Large deviations rates for stochastic gradient descent with strongly
convex functions
- URL: http://arxiv.org/abs/2211.00969v1
- Date: Wed, 2 Nov 2022 09:15:26 GMT
- Title: Large deviations rates for stochastic gradient descent with strongly
convex functions
- Authors: Dragana Bajovic, Dusan Jakovetic, Soummya Kar
- Abstract summary: We provide a formal framework for the study of general high probability bounds with gradient descent.
We find an upper large deviations bound for SGD with strongly convex functions.
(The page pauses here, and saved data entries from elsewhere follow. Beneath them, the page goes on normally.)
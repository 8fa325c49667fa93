//! Unified error type for Turnforge.

use turnforge_blockers::PlacementError;
use turnforge_protocol::ProtocolError;
use turnforge_session::SessionError;
use turnforge_store::StoreError;

/// Top-level error that wraps all crate-specific errors.
///
/// The `#[from]` conversions let `?` lift any layer's error into this
/// one. Session errors carrying a Blockers rule violation are unwrapped
/// into [`TurnforgeError::Placement`] by [`TurnforgeError::from_session`].
#[derive(Debug, thiserror::Error)]
pub enum TurnforgeError {
    /// Encoding or decoding failed.
    #[error(transparent)]
    Protocol(#[from] ProtocolError),

    /// The store or cache failed.
    #[error(transparent)]
    Store(#[from] StoreError),

    /// A lifecycle precondition failed, or infrastructure below it.
    #[error(transparent)]
    Session(#[from] SessionError),

    /// The move is illegal under the Blockers rules.
    #[error(transparent)]
    Placement(#[from] PlacementError),

    /// The configuration could not be parsed.
    #[error("invalid configuration: {0}")]
    Config(#[from] serde_json::Error),
}

impl TurnforgeError {
    /// Lifts a session error, pulling out a wrapped placement error.
    pub fn from_session(err: SessionError) -> Self {
        match err.rule::<PlacementError>() {
            Some(placement) => Self::Placement(*placement),
            None => Self::Session(err),
        }
    }

    /// The session error, if this is one.
    pub fn as_session(&self) -> Option<&SessionError> {
        match self {
            Self::Session(err) => Some(err),
            _ => None,
        }
    }
}

#[cfg(test)]
mod tests {
    use super::*;

    #[test]
    fn test_from_store_error() {
        let err = StoreError::Unavailable("down".into());
        let tf_err: TurnforgeError = err.into();
        assert!(matches!(tf_err, TurnforgeError::Store(_)));
        assert!(tf_err.to_string().contains("down"));
    }

    #[test]
    fn test_from_protocol_error() {
        let err = ProtocolError::InvalidId("nope".into());
        let tf_err: TurnforgeError = err.into();
        assert!(matches!(tf_err, TurnforgeError::Protocol(_)));
    }

    #[test]
    fn test_from_session_error() {
        let tf_err: TurnforgeError = SessionError::NotYourTurn.into();
        assert!(matches!(tf_err.as_session(), Some(SessionError::NotYourTurn)));
    }

    #[test]
    fn test_from_session_unwraps_placement() {
        let err = SessionError::Rule(Box::new(PlacementError::FirstCornerRequired));
        let tf_err = TurnforgeError::from_session(err);
        assert!(matches!(
            tf_err,
            TurnforgeError::Placement(PlacementError::FirstCornerRequired)
        ));
        assert_eq!(tf_err.to_string(), "first corner constraint not met");
    }

    #[test]
    fn test_from_session_keeps_preconditions() {
        let tf_err = TurnforgeError::from_session(SessionError::NotCreator);
        assert!(matches!(tf_err, TurnforgeError::Session(SessionError::NotCreator)));
    }
}
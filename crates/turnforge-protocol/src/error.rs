//! Error types for the protocol layer.

/// Errors that can occur while encoding, decoding or parsing identifiers.
#[derive(Debug, thiserror::Error)]
pub enum ProtocolError {
    /// Serialization failed (turning a Rust value into bytes).
    #[cfg(feature = "json")]
    #[error("encode failed: {0}")]
    Encode(serde_json::Error),

    /// Deserialization failed (turning bytes into a Rust value).
    ///
    /// Common causes: truncated cache entries, a row written by an
    /// incompatible payload schema, or an invalid board digit.
    #[cfg(feature = "json")]
    #[error("decode failed: {0}")]
    Decode(serde_json::Error),

    /// A textual identifier could not be parsed.
    #[error("invalid id: {0}")]
    InvalidId(String),
}
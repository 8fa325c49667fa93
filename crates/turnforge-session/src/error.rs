//! Error types for the session layer.

use std::error::Error as StdError;

use turnforge_protocol::{Id, ProtocolError};
use turnforge_store::StoreError;

use crate::SessionStatus;

/// Errors that can occur during session lifecycle operations.
///
/// Every variant is a rejection: the enclosing transaction was rolled
/// back and nothing was written to the store or the cache.
#[derive(Debug, thiserror::Error)]
pub enum SessionError {
    /// The caller already plays in a NotStarted or Started game.
    #[error(
        "can not {verb} a new game while you are still participating in an active game, id: {game}, type: {game_type}"
    )]
    AlreadyInActiveGame {
        verb: &'static str,
        game: Id,
        game_type: String,
    },

    /// Join or start on a game that is past NotStarted.
    #[error("game {0} has already been started")]
    AlreadyStarted(Id),

    /// A turn was submitted before the game started.
    #[error("game {0} isn't started")]
    NotStarted(Id),

    /// The caller is a player, but not the one whose turn it is.
    #[error("it's not your turn")]
    NotYourTurn,

    /// Only the creator may start a game.
    #[error("only the creator can start the game")]
    NotCreator,

    /// The game already holds the maximum number of players.
    #[error("game is already at max player limit: {0}")]
    GameFull(usize),

    /// Start was requested with too few players.
    #[error("game hasn't met minimum player count requirement: {0}")]
    BelowMinPlayers(usize),

    /// The caller has no NotStarted or Started game.
    #[error("you are not in an active game")]
    NotInActiveGame,

    /// No game with this id exists.
    #[error("game {0} not found")]
    NotFound(Id),

    /// The stored game belongs to a different game type.
    #[error("types do not match, got: {found}, expected: {expected}")]
    TypeMismatch { expected: String, found: String },

    /// The game type tag is empty or too long.
    #[error("invalid game type {0:?}")]
    InvalidGameType(String),

    /// A status change the lifecycle doesn't allow, e.g. out of a
    /// terminal status.
    #[error("game can not go from {from} to {to}")]
    InvalidTransition {
        from: SessionStatus,
        to: SessionStatus,
    },

    /// The game rules rejected the move. Use [`SessionError::rule`] to
    /// recover the concrete rule error.
    #[error("move rejected: {0}")]
    Rule(#[source] Box<dyn StdError + Send + Sync + 'static>),

    /// The store or cache failed.
    #[error(transparent)]
    Store(#[from] StoreError),

    /// The envelope could not be encoded or decoded.
    #[error(transparent)]
    Protocol(#[from] ProtocolError),

    /// A fanned-out background task panicked or was cancelled.
    #[error("background task failed: {0}")]
    Task(#[from] tokio::task::JoinError),
}

impl SessionError {
    /// Returns the game rule error if this is a [`SessionError::Rule`] of
    /// type `E`.
    pub fn rule<E: StdError + 'static>(&self) -> Option<&E> {
        match self {
            Self::Rule(err) => err.downcast_ref::<E>(),
            _ => None,
        }
    }

    /// Returns `true` if the caller was in the wrong state to ask.
    pub fn is_precondition(&self) -> bool {
        matches!(
            self,
            Self::AlreadyInActiveGame { .. }
                | Self::AlreadyStarted(_)
                | Self::NotStarted(_)
                | Self::NotYourTurn
                | Self::NotCreator
                | Self::GameFull(_)
                | Self::BelowMinPlayers(_)
                | Self::NotInActiveGame
        )
    }
}
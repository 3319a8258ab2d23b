//! Schema selection by file name or parent directory name

use std::path::{Path, PathBuf};
use std::str::FromStr;

/// Which part of the path a rule looks at.
#[derive(Debug, Clone, Copy, PartialEq, Eq)]
pub enum MatchType {
    FileName,
    ParentDirName,
}

impl FromStr for MatchType {
    type Err = ();

    fn from_str(s: &str) -> Result<Self, Self::Err> {
        match s.to_ascii_lowercase().as_str() {
            "filename" => Ok(MatchType::FileName),
            "parentdirname" => Ok(MatchType::ParentDirName),
            _ => Err(()),
        }
    }
}

/// How the pattern is compared.
#[derive(Debug, Clone, Copy, PartialEq, Eq)]
pub enum MatchMethod {
    Is,
    StartsWith,
    EndsWith,
}

impl FromStr for MatchMethod {
    type Err = ();

    fn from_str(s: &str) -> Result<Self, Self::Err> {
        match s.to_ascii_lowercase().as_str() {
            "is" => Ok(MatchMethod::Is),
            "startswith" => Ok(MatchMethod::StartsWith),
            "endswith" => Ok(MatchMethod::EndsWith),
            _ => Err(()),
        }
    }
}

/// One profile entry.
#[derive(Debug, Clone, PartialEq, Eq)]
pub struct SchemaRule {
    pub match_type: MatchType,
    pub match_method: MatchMethod,
    pub pattern: String,
    pub schema_path: PathBuf,
}

impl SchemaRule {
    pub fn matches(&self, file: &Path) -> bool {
        let component = match self.match_type {
            MatchType::FileName => file.file_name(),
            MatchType::ParentDirName => file.parent().and_then(Path::file_name),
        };
        let component = match component {
            Some(name) => name.to_string_lossy(),
            None => return false,
        };

        match self.match_method {
            MatchMethod::Is => component == self.pattern.as_str(),
            MatchMethod::StartsWith => component.starts_with(self.pattern.as_str()),
            MatchMethod::EndsWith => component.ends_with(self.pattern.as_str()),
        }
    }
}

/// Outcome of schema selection for one file.
#[derive(Debug, Clone, PartialEq, Eq)]
pub enum Resolution {
    Schema(PathBuf),
    NoMatch,
}

/// Select the schema for `file`.
///
/// All rules are evaluated in order and the last matching one wins, so a
/// later rule overrides an earlier one for files that satisfy both.
///
/// # Arguments
/// * `rules` - Profile rules in declaration order
/// * `file` - PDF path; only its name and immediate parent directory are used
///
/// # Returns
/// The schema of the last matching rule, or `Resolution::NoMatch`
pub fn resolve(rules: &[SchemaRule], file: &Path) -> Resolution {
    let mut selected = Resolution::NoMatch;
    for rule in rules {
        if rule.matches(file) {
            selected = Resolution::Schema(rule.schema_path.clone());
        }
    }
    selected
}

#[cfg(test)]
mod tests {
    use super::*;

    fn rule(match_type: MatchType, match_method: MatchMethod, pattern: &str, schema: &str) -> SchemaRule {
        SchemaRule {
            match_type,
            match_method,
            pattern: pattern.to_string(),
            schema_path: PathBuf::from(schema),
        }
    }

    #[test]
    fn test_last_matching_rule_wins() {
        let rules = vec![
            rule(MatchType::ParentDirName, MatchMethod::Is, "A", "S1"),
            rule(MatchType::ParentDirName, MatchMethod::Is, "A", "S2"),
        ];
        assert_eq!(
            resolve(&rules, Path::new("/batch/A/file.pdf")),
            Resolution::Schema(PathBuf::from("S2"))
        );
    }

    #[test]
    fn test_earlier_match_kept_when_later_rules_miss() {
        let rules = vec![
            rule(MatchType::ParentDirName, MatchMethod::Is, "A", "S1"),
            rule(MatchType::FileName, MatchMethod::EndsWith, "_85.pdf", "S2"),
        ];
        assert_eq!(
            resolve(&rules, Path::new("/batch/A/scan_50.pdf")),
            Resolution::Schema(PathBuf::from("S1"))
        );
    }

    #[test]
    fn test_no_match() {
        let rules = vec![rule(MatchType::ParentDirName, MatchMethod::Is, "300ppi-50", "S1")];
        assert_eq!(resolve(&rules, Path::new("/batch/other/a.pdf")), Resolution::NoMatch);
        assert_eq!(resolve(&[], Path::new("/batch/other/a.pdf")), Resolution::NoMatch);
    }

    #[test]
    fn test_parent_is_immediate_directory_only() {
        let rules = vec![rule(MatchType::ParentDirName, MatchMethod::Is, "300ppi-50", "S1")];
        assert_eq!(
            resolve(&rules, Path::new("/batch/300ppi-50/sub/a.pdf")),
            Resolution::NoMatch
        );
    }

    #[test]
    fn test_match_methods() {
        let file = Path::new("/batch/master-tiffs/kort004_01_85.pdf");
        assert!(rule(MatchType::FileName, MatchMethod::StartsWith, "kort004", "S").matches(file));
        assert!(rule(MatchType::FileName, MatchMethod::EndsWith, "_85.pdf", "S").matches(file));
        assert!(rule(MatchType::FileName, MatchMethod::Is, "kort004_01_85.pdf", "S").matches(file));
        assert!(rule(MatchType::ParentDirName, MatchMethod::StartsWith, "master", "S").matches(file));
        assert!(!rule(MatchType::ParentDirName, MatchMethod::EndsWith, "master", "S").matches(file));
    }

    #[test]
    fn test_pattern_match_is_case_sensitive() {
        let file = Path::new("/batch/A/file.pdf");
        assert!(!rule(MatchType::ParentDirName, MatchMethod::Is, "a", "S").matches(file));
    }

    #[test]
    fn test_parse_match_keywords() {
        assert_eq!("startsWith".parse::<MatchMethod>(), Ok(MatchMethod::StartsWith));
        assert_eq!("endswith".parse::<MatchMethod>(), Ok(MatchMethod::EndsWith));
        assert_eq!("parentDirName".parse::<MatchType>(), Ok(MatchType::ParentDirName));
        assert!("contains".parse::<MatchMethod>().is_err());
    }
}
- Score: 11.247580943940916
- License: http://creativecommons.org/licenses/by/4.0/
- Abstract: Recent works have shown that high probability metrics with stochastic
gradient descent (SGD) exhibit informativeness and in some cases advantage over
the commonly adopted mean-square error-based ones. In this work we provide a
formal framework for the study of general high probability bounds with SGD,
based on the theory of large deviations. The framework allows for a generic
(not-necessarily bounded) gradient noise satisfying mild technical assumptions,
allowing for the dependence of the noise distribution on the current iterate.
Under the preceding assumptions, we find an upper large deviations bound for
SGD with strongly convex functions. The corresponding rate function captures
analytical dependence on the noise distribution and other problem parameters.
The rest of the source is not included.